══ DATA FOR ANALYSIS ══

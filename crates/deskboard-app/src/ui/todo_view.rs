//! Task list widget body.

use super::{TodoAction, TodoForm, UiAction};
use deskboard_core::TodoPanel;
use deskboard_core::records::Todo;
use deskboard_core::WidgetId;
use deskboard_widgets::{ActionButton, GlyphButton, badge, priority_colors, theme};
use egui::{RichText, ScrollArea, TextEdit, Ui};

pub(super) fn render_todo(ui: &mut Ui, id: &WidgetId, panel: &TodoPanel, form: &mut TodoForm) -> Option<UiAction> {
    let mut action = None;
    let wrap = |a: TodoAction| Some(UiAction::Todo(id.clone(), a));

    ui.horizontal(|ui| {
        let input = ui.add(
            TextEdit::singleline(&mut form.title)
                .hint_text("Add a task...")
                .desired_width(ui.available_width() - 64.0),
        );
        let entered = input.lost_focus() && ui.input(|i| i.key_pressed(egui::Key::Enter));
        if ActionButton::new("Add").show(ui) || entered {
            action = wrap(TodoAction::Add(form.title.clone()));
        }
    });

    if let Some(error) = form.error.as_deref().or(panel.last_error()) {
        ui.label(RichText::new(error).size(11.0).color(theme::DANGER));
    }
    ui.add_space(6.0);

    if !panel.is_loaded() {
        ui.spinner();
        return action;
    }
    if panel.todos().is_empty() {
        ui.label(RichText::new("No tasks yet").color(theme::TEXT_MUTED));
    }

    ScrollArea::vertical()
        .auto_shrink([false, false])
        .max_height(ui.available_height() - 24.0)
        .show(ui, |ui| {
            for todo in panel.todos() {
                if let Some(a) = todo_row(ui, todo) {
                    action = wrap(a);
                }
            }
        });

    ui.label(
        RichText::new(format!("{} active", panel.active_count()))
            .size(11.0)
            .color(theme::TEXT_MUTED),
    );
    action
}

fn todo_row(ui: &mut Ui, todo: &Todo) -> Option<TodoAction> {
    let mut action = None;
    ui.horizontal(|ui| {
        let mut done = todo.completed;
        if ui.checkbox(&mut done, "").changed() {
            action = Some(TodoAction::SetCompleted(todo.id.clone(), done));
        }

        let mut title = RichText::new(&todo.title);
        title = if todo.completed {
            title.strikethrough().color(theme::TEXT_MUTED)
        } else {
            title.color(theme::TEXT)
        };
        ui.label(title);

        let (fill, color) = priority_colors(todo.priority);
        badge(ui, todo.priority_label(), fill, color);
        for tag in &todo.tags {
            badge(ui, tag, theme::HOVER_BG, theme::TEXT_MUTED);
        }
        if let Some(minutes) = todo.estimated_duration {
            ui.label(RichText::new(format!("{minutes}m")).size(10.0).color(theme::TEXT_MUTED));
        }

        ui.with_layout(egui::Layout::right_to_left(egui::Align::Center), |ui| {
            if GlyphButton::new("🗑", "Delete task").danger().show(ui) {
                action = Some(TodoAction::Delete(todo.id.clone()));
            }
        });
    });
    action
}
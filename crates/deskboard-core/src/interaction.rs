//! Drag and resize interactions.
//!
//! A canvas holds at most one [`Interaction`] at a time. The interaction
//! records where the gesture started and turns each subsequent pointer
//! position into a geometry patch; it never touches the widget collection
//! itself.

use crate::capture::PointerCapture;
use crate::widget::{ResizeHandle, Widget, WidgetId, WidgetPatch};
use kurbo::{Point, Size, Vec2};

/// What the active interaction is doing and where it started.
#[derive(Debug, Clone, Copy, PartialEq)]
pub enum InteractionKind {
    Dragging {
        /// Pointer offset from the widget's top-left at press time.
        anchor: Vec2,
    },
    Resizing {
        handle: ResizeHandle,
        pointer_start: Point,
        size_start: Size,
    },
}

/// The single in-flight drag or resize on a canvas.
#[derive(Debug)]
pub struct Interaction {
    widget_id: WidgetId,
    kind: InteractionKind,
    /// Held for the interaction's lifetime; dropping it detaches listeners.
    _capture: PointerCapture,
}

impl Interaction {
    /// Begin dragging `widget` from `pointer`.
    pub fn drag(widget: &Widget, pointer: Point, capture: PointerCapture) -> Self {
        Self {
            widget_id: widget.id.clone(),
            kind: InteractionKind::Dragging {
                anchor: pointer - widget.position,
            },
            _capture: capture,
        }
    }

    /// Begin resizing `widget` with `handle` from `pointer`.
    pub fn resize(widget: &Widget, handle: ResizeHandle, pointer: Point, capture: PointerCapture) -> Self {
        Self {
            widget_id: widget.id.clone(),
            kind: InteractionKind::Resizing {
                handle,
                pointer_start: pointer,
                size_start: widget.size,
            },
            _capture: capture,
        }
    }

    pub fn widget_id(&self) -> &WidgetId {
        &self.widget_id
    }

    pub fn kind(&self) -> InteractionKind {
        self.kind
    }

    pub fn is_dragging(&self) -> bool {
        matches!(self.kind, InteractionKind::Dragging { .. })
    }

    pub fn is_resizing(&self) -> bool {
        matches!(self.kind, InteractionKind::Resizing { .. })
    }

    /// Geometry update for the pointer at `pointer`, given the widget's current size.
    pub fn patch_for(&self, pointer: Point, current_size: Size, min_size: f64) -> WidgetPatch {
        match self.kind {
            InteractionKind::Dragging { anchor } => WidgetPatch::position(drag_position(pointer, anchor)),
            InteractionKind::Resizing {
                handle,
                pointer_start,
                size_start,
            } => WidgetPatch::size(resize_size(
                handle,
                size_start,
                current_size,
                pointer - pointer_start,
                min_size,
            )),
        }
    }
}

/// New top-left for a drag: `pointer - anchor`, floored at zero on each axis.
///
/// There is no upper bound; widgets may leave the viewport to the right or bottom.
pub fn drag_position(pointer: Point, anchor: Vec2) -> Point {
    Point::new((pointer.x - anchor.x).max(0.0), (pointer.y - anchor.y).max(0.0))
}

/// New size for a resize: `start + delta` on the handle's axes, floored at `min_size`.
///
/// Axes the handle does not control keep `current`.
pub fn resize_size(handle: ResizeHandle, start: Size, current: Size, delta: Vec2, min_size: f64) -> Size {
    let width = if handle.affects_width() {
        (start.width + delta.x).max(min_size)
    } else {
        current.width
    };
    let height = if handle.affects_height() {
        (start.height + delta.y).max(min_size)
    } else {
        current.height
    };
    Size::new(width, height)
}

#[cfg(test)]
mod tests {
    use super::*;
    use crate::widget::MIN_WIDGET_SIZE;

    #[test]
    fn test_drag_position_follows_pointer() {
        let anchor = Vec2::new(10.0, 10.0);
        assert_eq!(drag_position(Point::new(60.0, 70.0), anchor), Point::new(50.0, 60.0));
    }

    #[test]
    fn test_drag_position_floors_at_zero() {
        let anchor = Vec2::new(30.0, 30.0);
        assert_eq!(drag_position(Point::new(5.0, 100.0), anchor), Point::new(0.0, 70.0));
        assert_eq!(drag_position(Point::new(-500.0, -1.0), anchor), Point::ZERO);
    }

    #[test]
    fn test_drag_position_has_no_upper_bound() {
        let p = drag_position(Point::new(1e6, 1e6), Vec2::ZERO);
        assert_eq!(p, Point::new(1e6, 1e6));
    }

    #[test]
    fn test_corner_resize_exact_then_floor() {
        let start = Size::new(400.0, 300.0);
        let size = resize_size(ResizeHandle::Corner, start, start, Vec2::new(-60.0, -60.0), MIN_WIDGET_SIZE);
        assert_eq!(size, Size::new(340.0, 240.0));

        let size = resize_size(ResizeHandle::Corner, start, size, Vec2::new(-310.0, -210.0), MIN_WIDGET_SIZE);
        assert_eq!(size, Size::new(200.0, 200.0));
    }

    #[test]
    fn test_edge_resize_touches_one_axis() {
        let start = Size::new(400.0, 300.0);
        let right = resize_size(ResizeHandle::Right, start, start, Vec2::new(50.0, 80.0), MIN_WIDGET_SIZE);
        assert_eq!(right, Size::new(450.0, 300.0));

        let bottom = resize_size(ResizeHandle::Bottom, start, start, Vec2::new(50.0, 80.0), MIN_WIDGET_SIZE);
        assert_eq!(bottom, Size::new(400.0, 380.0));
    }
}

═══
══ DATA FOR ANALYSIS ══

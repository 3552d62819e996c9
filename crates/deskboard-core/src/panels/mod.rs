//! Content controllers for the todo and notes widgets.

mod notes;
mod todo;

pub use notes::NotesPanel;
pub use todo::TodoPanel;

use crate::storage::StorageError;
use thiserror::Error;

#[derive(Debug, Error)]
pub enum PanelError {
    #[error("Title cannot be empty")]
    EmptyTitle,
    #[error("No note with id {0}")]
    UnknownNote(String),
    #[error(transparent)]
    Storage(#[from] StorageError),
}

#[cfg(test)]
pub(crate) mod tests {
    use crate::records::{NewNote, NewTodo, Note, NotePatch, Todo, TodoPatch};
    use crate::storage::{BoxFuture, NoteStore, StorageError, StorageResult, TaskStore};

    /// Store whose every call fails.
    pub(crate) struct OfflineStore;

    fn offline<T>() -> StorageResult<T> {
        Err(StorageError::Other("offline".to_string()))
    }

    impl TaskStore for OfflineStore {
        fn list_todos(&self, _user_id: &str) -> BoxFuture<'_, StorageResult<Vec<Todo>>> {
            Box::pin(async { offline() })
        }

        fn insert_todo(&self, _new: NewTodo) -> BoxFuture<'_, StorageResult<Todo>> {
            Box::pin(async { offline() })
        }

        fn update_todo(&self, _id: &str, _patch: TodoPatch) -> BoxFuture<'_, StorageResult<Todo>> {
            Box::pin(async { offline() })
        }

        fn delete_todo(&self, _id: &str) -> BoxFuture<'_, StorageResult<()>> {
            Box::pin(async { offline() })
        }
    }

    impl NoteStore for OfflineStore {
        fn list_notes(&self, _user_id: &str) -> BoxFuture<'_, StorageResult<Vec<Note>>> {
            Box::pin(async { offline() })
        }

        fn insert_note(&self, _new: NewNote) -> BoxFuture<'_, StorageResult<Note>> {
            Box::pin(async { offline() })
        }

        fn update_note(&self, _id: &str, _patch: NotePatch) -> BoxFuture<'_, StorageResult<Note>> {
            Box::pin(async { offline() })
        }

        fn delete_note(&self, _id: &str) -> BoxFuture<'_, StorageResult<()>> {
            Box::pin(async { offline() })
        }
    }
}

═══

#### ASSIGNMENT
Count the lines in the records above that contain the word "filename", and report only that number.

#### EXPECTED OUTPUT
3